Hoe zag uw sociale leven eruit in Bandoeng?
“De gasten die op vrijdagavond aan het diner dansant kwamen, daar waren hele aardige mensen bij. Het echtpaar Schel bijvoorbeeld, hij zat bij Ruhaak, een technische handelsonderneming in Batavia en regelmatig kwam hij even met zijn vrouw een koude neus halen in Bandoeng. Met hen ben ik heel goed bevriend geraakt. Dan was er de familie Stücker, die voor Shell naar Indië was gekomen. Een man die ik ook goed gekend heb was sultan Hamid II van Pontianak. Pontianak ligt aan de westkust van Borneo. Hij was een moedige man, die toen hij van de Japanners niet geïnterneerd behoefde te worden, zei: ‘Ik ben Nederlander, dus als jullie de Nederlanders interneren, moeten jullie mij ook interneren.’ Hij heeft al die tijd in jappenkampen gezeten. Hij was onder andere kamerheer in buitengewone dienst van hare majesteit de koningin.

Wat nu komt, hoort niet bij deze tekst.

#[cfg(test)]
mod tests {
    use super::*;

    fn img(name: &str) -> Artifact {
        Artifact::new(name, "image/png", vec![1u8, 2, 3])
    }

    fn image_count(req: &RemoteRequest) -> usize {
        req.parts.iter().filter(|p| matches!(p, InputPart::Image(_))).count()
    }

    #[test]
    fn single_image_ops_send_image_then_text() {
        let req = RemoteOp::RemoveBg.build(&img("base"), None, "m").unwrap();
        assert_eq!(req.model, "m");
        assert!(matches!(req.parts[0], InputPart::Image(_)));
        assert!(matches!(req.parts.last(), Some(InputPart::Text(_))));
        assert_eq!(req.config.as_ref().unwrap()["responseModalities"][0], "IMAGE");
    }

    #[test]
    fn masked_ops_require_mask_and_send_it_second() {
        let op = RemoteOp::GenerativeEdit {
            prompt: String::new(),
            mode: EditMode::Remove,
        };
        assert!(matches!(
            op.build(&img("base"), None, "m"),
            Err(EditError::MissingInput(MissingInput::Mask))
        ));
        let req = op.build(&img("base"), Some(&img("mask")), "m").unwrap();
        assert_eq!(image_count(&req), 2);
        assert!(matches!(&req.parts[1], InputPart::Image(a) if a.name() == "mask"));
        assert_eq!(op.tool(), ToolId::ObjectRemover);
    }

    #[test]
    fn fill_needs_a_prompt() {
        let op = RemoteOp::GenerativeEdit {
            prompt: "   ".into(),
            mode: EditMode::Fill,
        };
        assert!(matches!(
            op.build(&img("base"), Some(&img("mask")), "m"),
            Err(EditError::MissingInput(MissingInput::Prompt))
        ));
    }

    #[test]
    fn unmasked_ops_ignore_a_stray_mask() {
        let req = RemoteOp::Denoise.build(&img("base"), Some(&img("mask")), "m").unwrap();
        assert_eq!(image_count(&req), 1);
    }

    #[test]
    fn face_swap_orders_target_source_mask_text() {
        let op = RemoteOp::FaceSwap {
            source: img("face"),
            prompt: "smile".into(),
            negative_prompt: "glasses".into(),
        };
        let req = op.build(&img("target"), Some(&img("mask")), "m").unwrap();
        let names: Vec<&str> = req
            .parts
            .iter()
            .filter_map(|p| match p {
                InputPart::Image(a) => Some(a.name()),
                _ => None,
            })
            .collect();
        assert_eq!(names, vec!["target", "face", "mask"]);
        let InputPart::Text(text) = req.parts.last().unwrap() else {
            panic!("last part must be text");
        };
        assert!(text.contains("\"smile\""));
        assert!(text.contains("\"glasses\""));
        assert!(text.contains("mask"));

        let without_mask = op.build(&img("target"), None, "m").unwrap();
        assert_eq!(image_count(&without_mask), 2);
        assert_eq!(op.params()["source"], "face");
    }

    #[test]
    fn params_are_recorded_per_tool() {
        let p = RemoteOp::Upscale {
            factor: 4,
            preserve_face: true,
        }
        .params();
        assert_eq!(p["factor"], 4);
        assert_eq!(p["preserve_face"], true);
        assert!(RemoteOp::RemoveBg.params().is_empty());
    }

    #[test]
    fn invalid_levels_are_rejected() {
        let op = RemoteOp::Upscale {
            factor: 16,
            preserve_face: false,
        };
        assert!(matches!(op.build(&img("b"), None, "m"), Err(EditError::InvalidParameter(_))));
    }

    #[test]
    fn from_tool_reads_loose_params() {
        let p = crate::params! { "factor" => "4", "preserve_face" => false };
        let op = RemoteOp::from_tool(ToolId::Upscale, &p, "", vec![]).unwrap();
        assert!(matches!(
            op,
            RemoteOp::Upscale {
                factor: 4,
                preserve_face: false
            }
        ));
        assert!(matches!(
            RemoteOp::from_tool(ToolId::FaceSwap, &ToolParams::new(), "", vec![]),
            Err(EditError::MissingInput(MissingInput::SourceImage))
        ));
        assert!(RemoteOp::from_tool(ToolId::Crop, &ToolParams::new(), "", vec![]).is_err());
    }

    fn image_names(req: &RemoteRequest) -> Vec<&str> {
        req.parts
            .iter()
            .filter_map(|p| match p {
                InputPart::Image(a) => Some(a.name()),
                _ => None,
            })
            .collect()
    }

    fn instruction_of(req: &RemoteRequest) -> &str {
        match req.parts.last() {
            Some(InputPart::Text(text)) => text,
            _ => panic!("last part must be text"),
        }
    }

    #[test]
    fn try_on_sends_person_garment_shoes_then_direction() {
        let op = RemoteOp::TryOn {
            garment: img("dress"),
            shoes: Some(img("boots")),
            look: TryOnLook {
                scene: "a rooftop at dusk".into(),
                ..TryOnLook::default()
            },
        };
        let req = op.build(&img("person"), Some(&img("mask")), "m").unwrap();
        assert_eq!(image_names(&req), vec!["person", "dress", "boots"], "try-on never sends the mask");
        let text = instruction_of(&req);
        assert!(text.contains("Image 3 (footwear)"));
        assert!(text.contains("\"a rooftop at dusk\""));
        assert!(text.contains("Avoid: deformed"));
        assert_eq!(op.tool(), ToolId::TryOn);
        assert_eq!(op.params()["garment"], "dress");
        assert_eq!(op.params()["shoes"], "boots");

        let barefoot = RemoteOp::TryOn {
            garment: img("dress"),
            shoes: None,
            look: TryOnLook::default(),
        };
        let req = barefoot.build(&img("person"), None, "m").unwrap();
        assert_eq!(image_names(&req), vec!["person", "dress"]);
        assert!(!instruction_of(&req).contains("Image 3"));
        assert!(instruction_of(&req).contains("original background"));
        assert_eq!(barefoot.params()["shoes"], serde_json::Value::Null);
    }

    #[test]
    fn try_on_needs_a_garment() {
        let op = RemoteOp::TryOn {
            garment: Artifact::new("empty", "image/png", Vec::new()),
            shoes: None,
            look: TryOnLook::default(),
        };
        assert!(matches!(
            op.build(&img("person"), None, "m"),
            Err(EditError::MissingInput(MissingInput::SourceImage))
        ));
        assert!(matches!(
            RemoteOp::from_tool(ToolId::TryOn, &ToolParams::new(), "", vec![]),
            Err(EditError::MissingInput(MissingInput::SourceImage))
        ));
    }

    #[test]
    fn try_on_from_params_uses_prompt_as_scene() {
        let p = crate::params! { "lighting" => "golden hour" };
        let op = RemoteOp::from_tool(ToolId::TryOn, &p, "a beach", vec![img("shirt"), img("shoes")]).unwrap();
        let RemoteOp::TryOn { garment, shoes, look } = op else {
            panic!("expected a try-on");
        };
        assert_eq!(garment.name(), "shirt");
        assert_eq!(shoes.map(|s| s.name().to_string()).as_deref(), Some("shoes"));
        assert_eq!(look.scene, "a beach");
        assert_eq!(look.lighting, "golden hour");
        assert_eq!(look.angle, TryOnLook::default().angle);
    }

    #[test]
    fn superhero_fusion_sends_person_then_hero() {
        let op = RemoteOp::SuperheroFusion { hero: img("hero") };
        let req = op.build(&img("person"), None, "m").unwrap();
        assert_eq!(image_names(&req), vec!["person", "hero"]);
        assert!(instruction_of(&req).contains("superhero"));
        assert_eq!(op.params()["hero"], "hero");
        assert_eq!(op.tool(), ToolId::SuperheroFusion);
    }

    #[test]
    fn creative_fusion_sends_composition_then_every_style() {
        let op = RemoteOp::CreativeFusion {
            styles: vec![img("monet"), Artifact::new("blank", "image/png", Vec::new()), img("hokusai")],
        };
        let req = op.build(&img("layout"), None, "m").unwrap();
        assert_eq!(image_names(&req), vec!["layout", "monet", "hokusai"]);
        assert!(instruction_of(&req).contains("composition of the first image"));

        let none = RemoteOp::CreativeFusion { styles: vec![] };
        assert!(matches!(
            none.build(&img("layout"), None, "m"),
            Err(EditError::MissingInput(MissingInput::SourceImage))
        ));
    }

    #[test]
    fn ai_portrait_needs_a_style_and_takes_extra_people() {
        let op = RemoteOp::AiPortrait {
            style: "film noir".into(),
            people: vec![img("friend")],
            prompt: String::new(),
        };
        let req = op.build(&img("me"), None, "m").unwrap();
        assert_eq!(image_names(&req), vec!["me", "friend"]);
        let text = instruction_of(&req);
        assert!(text.contains("'film noir'"));
        assert!(text.ends_with("Additional instructions: none"));
        assert_eq!(op.tool().id(), "aiPortraitStudio");

        let unstyled = RemoteOp::AiPortrait {
            style: " ".into(),
            people: vec![],
            prompt: "smiling".into(),
        };
        assert!(matches!(unstyled.validate(), Err(EditError::MissingInput(MissingInput::Prompt))));
    }
}
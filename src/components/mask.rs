// ============================================================================
// MASK CANVAS — brush / bounding-box selection mask at image resolution
// ============================================================================

use image::{GrayImage, Luma, imageops};
use serde::{Deserialize, Serialize};

use crate::artifact::{Artifact, ArtifactError};

/// Normalized box, all coordinates in `[0, 1]` of the image size.
#[derive(Clone, Copy, Debug, PartialEq, Serialize, Deserialize)]
pub struct BoundingBox {
    pub x_min: f32,
    pub y_min: f32,
    pub x_max: f32,
    pub y_max: f32,
}

impl BoundingBox {
    /// Clamp into the unit square and order the corners.
    pub fn normalized(&self) -> Self {
        let (x0, x1) = order(self.x_min.clamp(0.0, 1.0), self.x_max.clamp(0.0, 1.0));
        let (y0, y1) = order(self.y_min.clamp(0.0, 1.0), self.y_max.clamp(0.0, 1.0));
        Self {
            x_min: x0,
            y_min: y0,
            x_max: x1,
            y_max: y1,
        }
    }

    pub fn is_finite(&self) -> bool {
        [self.x_min, self.y_min, self.x_max, self.y_max]
            .iter()
            .all(|v| v.is_finite())
    }

    /// Pixel rectangle `(x, y, w, h)` for an image of `width`×`height`.
    pub fn to_pixels(&self, width: u32, height: u32) -> (u32, u32, u32, u32) {
        let b = self.normalized();
        let x0 = (b.x_min * width as f32).floor() as u32;
        let y0 = (b.y_min * height as f32).floor() as u32;
        let x1 = ((b.x_max * width as f32).ceil() as u32).min(width);
        let y1 = ((b.y_max * height as f32).ceil() as u32).min(height);
        (x0, y0, x1.saturating_sub(x0), y1.saturating_sub(y0))
    }
}

fn order(a: f32, b: f32) -> (f32, f32) {
    if a <= b { (a, b) } else { (b, a) }
}

/// Paint surface producing a single-channel mask (255 = included).
///
/// Pointer positions arrive in display coordinates and are mapped to image
/// pixels through `view_scale`, so the mask always matches the image
/// resolution regardless of zoom.
#[derive(Clone, Debug)]
pub struct MaskCanvas {
    surface: GrayImage,
    /// Brush radius in display pixels.
    brush_size: f32,
    /// Image pixels per display pixel.
    view_scale: f32,
    drawing: bool,
    last_point: Option<(f32, f32)>,
    painted: bool,
}

impl MaskCanvas {
    pub const DEFAULT_BRUSH_SIZE: f32 = 20.0;

    pub fn new(width: u32, height: u32) -> Self {
        Self {
            surface: GrayImage::new(width, height),
            brush_size: Self::DEFAULT_BRUSH_SIZE,
            view_scale: 1.0,
            drawing: false,
            last_point: None,
            painted: false,
        }
    }

    pub fn width(&self) -> u32 {
        self.surface.width()
    }

    pub fn height(&self) -> u32 {
        self.surface.height()
    }

    /// Re-target to a new image size. Any existing mask is discarded.
    pub fn resize(&mut self, width: u32, height: u32) {
        self.surface = GrayImage::new(width, height);
        self.reset_stroke();
        self.painted = false;
    }

    pub fn brush_size(&self) -> f32 {
        self.brush_size
    }

    pub fn set_brush_size(&mut self, radius: f32) {
        self.brush_size = radius.clamp(1.0, 500.0);
    }

    /// Set the display→image mapping from the on-screen width of the image.
    pub fn set_display_width(&mut self, display_width: f32) {
        if display_width > 0.0 {
            self.view_scale = self.surface.width() as f32 / display_width;
        }
    }

    pub fn set_view_scale(&mut self, scale: f32) {
        if scale.is_finite() && scale > 0.0 {
            self.view_scale = scale;
        }
    }

    pub fn is_drawing(&self) -> bool {
        self.drawing
    }

    pub fn start_drawing(&mut self, point: (f32, f32)) {
        self.drawing = true;
        let p = self.to_image(point);
        self.stamp(p);
        self.last_point = Some(p);
    }

    /// Extend the current stroke. Ignored when no stroke is in progress.
    pub fn draw(&mut self, point: (f32, f32)) {
        if !self.drawing {
            return;
        }
        let p = self.to_image(point);
        match self.last_point {
            Some(start) => self.stamp_line(start, p),
            None => self.stamp(p),
        }
        self.last_point = Some(p);
    }

    pub fn stop_drawing(&mut self) {
        self.reset_stroke();
    }

    /// Replace the mask with the rectangle covered by `bbox`, sized to the image.
    pub fn set_from_bounding_box(&mut self, bbox: &BoundingBox, image_width: u32, image_height: u32) {
        self.resize(image_width, image_height);
        if !bbox.is_finite() {
            return;
        }
        let (x, y, w, h) = bbox.to_pixels(image_width, image_height);
        for py in y..y + h {
            for px in x..x + w {
                self.surface.put_pixel(px, py, Luma([255]));
            }
        }
        self.painted = w > 0 && h > 0;
    }

    pub fn clear(&mut self) {
        for p in self.surface.pixels_mut() {
            p.0[0] = 0;
        }
        self.reset_stroke();
        self.painted = false;
    }

    pub fn is_empty(&self) -> bool {
        !self.painted
    }

    /// The mask raster, or `None` when nothing has been painted.
    pub fn to_mask(&self) -> Option<GrayImage> {
        (!self.is_empty()).then(|| self.surface.clone())
    }

    /// Encode as an opaque black/white PNG for remote requests.
    pub fn to_artifact(&self) -> Result<Option<Artifact>, ArtifactError> {
        match self.to_mask() {
            Some(mask) => Artifact::from_gray("mask.png", &mask).map(Some),
            None => Ok(None),
        }
    }

    /// Load a mask image: coverage = luminance × alpha, scaled to the canvas size.
    pub fn load_artifact(&mut self, artifact: &Artifact) -> Result<(), ArtifactError> {
        let rgba = artifact.decode_rgba()?;
        let mut gray = GrayImage::from_fn(rgba.width(), rgba.height(), |x, y| {
            let p = rgba.get_pixel(x, y).0;
            let luma = (p[0] as u32 * 299 + p[1] as u32 * 587 + p[2] as u32 * 114) / 1000;
            Luma([((luma * p[3] as u32) / 255) as u8])
        });
        if gray.dimensions() != self.surface.dimensions() && self.width() > 0 && self.height() > 0 {
            gray = imageops::resize(&gray, self.width(), self.height(), imageops::FilterType::Triangle);
        }
        self.painted = gray.pixels().any(|p| p.0[0] > 0);
        self.surface = gray;
        self.reset_stroke();
        Ok(())
    }

    fn reset_stroke(&mut self) {
        self.drawing = false;
        self.last_point = None;
    }

    fn to_image(&self, (x, y): (f32, f32)) -> (f32, f32) {
        (x * self.view_scale, y * self.view_scale)
    }

    fn radius_px(&self) -> f32 {
        (self.brush_size * self.view_scale).max(0.5)
    }

    /// Lerp stamps from `from` to `to` at a quarter-radius spacing.
    fn stamp_line(&mut self, from: (f32, f32), to: (f32, f32)) {
        let dx = to.0 - from.0;
        let dy = to.1 - from.1;
        let dist = (dx * dx + dy * dy).sqrt();
        let spacing = (self.radius_px() * 0.25).max(0.5);
        let steps = (dist / spacing).ceil().max(1.0) as u32;
        for i in 1..=steps {
            let t = i as f32 / steps as f32;
            self.stamp((from.0 + dx * t, from.1 + dy * t));
        }
    }

    fn stamp(&mut self, (cx, cy): (f32, f32)) {
        let radius = self.radius_px();
        let (w, h) = self.surface.dimensions();
        if w == 0 || h == 0 {
            return;
        }
        let min_x = (cx - radius).floor().max(0.0) as u32;
        let min_y = (cy - radius).floor().max(0.0) as u32;
        let max_x = ((cx + radius).ceil().max(0.0) as u32).min(w - 1);
        let max_y = ((cy + radius).ceil().max(0.0) as u32).min(h - 1);
        if cx + radius < 0.0 || cy + radius < 0.0 || min_x > max_x || min_y > max_y {
            return;
        }
        for y in min_y..=max_y {
            for x in min_x..=max_x {
                let ddx = x as f32 + 0.5 - cx;
                let ddy = y as f32 + 0.5 - cy;
                let dist = (ddx * ddx + ddy * ddy).sqrt();
                // One-pixel anti-aliased rim
                let coverage = (radius - dist + 0.5).clamp(0.0, 1.0);
                if coverage <= 0.0 {
                    continue;
                }
                let value = (coverage * 255.0).round() as u8;
                let px = self.surface.get_pixel_mut(x, y);
                if value > px.0[0] {
                    px.0[0] = value;
                    self.painted = true;
                }
            }
        }
    }
}
// ============================================================================
// TRANSFORM OPERATIONS — crop, rotate, flip
// ============================================================================

use std::fmt;
use std::str::FromStr;

use image::{RgbaImage, imageops};
use serde::{Deserialize, Serialize};

use super::CompositeError;

/// Pixel rectangle inside an image.
#[derive(Clone, Copy, Debug, PartialEq, Eq, Serialize, Deserialize)]
pub struct CropRect {
    pub x: u32,
    pub y: u32,
    pub width: u32,
    pub height: u32,
}

impl CropRect {
    pub fn fits(&self, width: u32, height: u32) -> bool {
        self.x.checked_add(self.width).is_some_and(|r| r <= width)
            && self.y.checked_add(self.height).is_some_and(|b| b <= height)
    }
}

impl fmt::Display for CropRect {
    fn fmt(&self, f: &mut fmt::Formatter<'_>) -> fmt::Result {
        write!(f, "{}x{}+{}+{}", self.width, self.height, self.x, self.y)
    }
}

/// `WxH+X+Y`, or `X,Y,W,H`.
impl FromStr for CropRect {
    type Err = String;

    fn from_str(s: &str) -> Result<Self, Self::Err> {
        let bad = || format!("invalid crop rectangle '{s}' (expected WxH+X+Y or X,Y,W,H)");
        let nums: Vec<u32> = if s.contains('x') {
            let (size, offset) = s.split_once('+').ok_or_else(bad)?;
            let (w, h) = size.split_once('x').ok_or_else(bad)?;
            let (x, y) = offset.split_once('+').ok_or_else(bad)?;
            [x, y, w, h]
                .iter()
                .map(|v| v.trim().parse().map_err(|_| bad()))
                .collect::<Result<_, _>>()?
        } else {
            s.split(',')
                .map(|v| v.trim().parse().map_err(|_| bad()))
                .collect::<Result<_, _>>()?
        };
        match nums.as_slice() {
            [x, y, width, height] => Ok(CropRect {
                x: *x,
                y: *y,
                width: *width,
                height: *height,
            }),
            _ => Err(bad()),
        }
    }
}

#[derive(Clone, Copy, Debug, PartialEq, Eq, Serialize, Deserialize)]
#[serde(rename_all = "kebab-case")]
pub enum TransformKind {
    /// 90° counter-clockwise.
    RotateLeft,
    /// 90° clockwise.
    RotateRight,
    FlipHorizontal,
    FlipVertical,
}

impl TransformKind {
    pub fn all() -> &'static [TransformKind] {
        &[
            TransformKind::RotateLeft,
            TransformKind::RotateRight,
            TransformKind::FlipHorizontal,
            TransformKind::FlipVertical,
        ]
    }

    pub fn as_str(&self) -> &'static str {
        match self {
            TransformKind::RotateLeft => "rotate-left",
            TransformKind::RotateRight => "rotate-right",
            TransformKind::FlipHorizontal => "flip-horizontal",
            TransformKind::FlipVertical => "flip-vertical",
        }
    }

    pub fn label(&self) -> String {
        t!(&format!("transform.{}", self.as_str()))
    }

    /// Quarter turns swap width and height.
    pub fn swaps_dimensions(&self) -> bool {
        matches!(self, TransformKind::RotateLeft | TransformKind::RotateRight)
    }
}

impl FromStr for TransformKind {
    type Err = String;

    fn from_str(s: &str) -> Result<Self, Self::Err> {
        let s = s.trim().to_ascii_lowercase().replace('_', "-");
        TransformKind::all()
            .iter()
            .copied()
            .find(|k| k.as_str() == s)
            .ok_or_else(|| format!("unknown transform '{s}'"))
    }
}

/// Copy out `rect`. Rectangles reaching past the image are rejected.
pub fn crop(img: &RgbaImage, rect: CropRect) -> Result<RgbaImage, CompositeError> {
    if rect.width == 0 || rect.height == 0 {
        return Err(CompositeError::EmptyRect);
    }
    if !rect.fits(img.width(), img.height()) {
        return Err(CompositeError::OutOfBounds {
            rect,
            image_width: img.width(),
            image_height: img.height(),
        });
    }
    Ok(imageops::crop_imm(img, rect.x, rect.y, rect.width, rect.height).to_image())
}

pub fn apply_transform(img: &RgbaImage, kind: TransformKind) -> RgbaImage {
    match kind {
        TransformKind::RotateLeft => imageops::rotate270(img),
        TransformKind::RotateRight => imageops::rotate90(img),
        TransformKind::FlipHorizontal => imageops::flip_horizontal(img),
        TransformKind::FlipVertical => imageops::flip_vertical(img),
    }
}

De eerste keer dat ik hem zag was ik nog maar kort in Bandoeng. Mijn baas kwam bij me en zei: ‘Tuinema, ik heb net een telefoontje gehad van het hoofdkwartier, de sultan van Pontianak komt even een borrel drinken dus kijk erop toe dat dat goed gaat.’ Ik ging meteen op de stoep van het hotel aan de Grote Postweg staan wachten, want in mijn fantasie zag ik al een stoet met draagstoel en gesluierde vrouwen aankomen. Maar er gebeurde niks. Toen kwam mijn baas achter me staan, tikte op mijn schouder en vroeg: ‘Tuinema, wat ben je aan het doen?’ ‘Ik sta op die sultan te wachten.’ ‘Die zit daar,’ zei mijn baas. Hij zat allang met zijn staf in de lobby. Hij bleek luitenant-kolonel te zijn van het KNIL en droeg een uniform. Nou ja, dat was voor mij natuurlijk een desillusie. Gewoon een hoge officier.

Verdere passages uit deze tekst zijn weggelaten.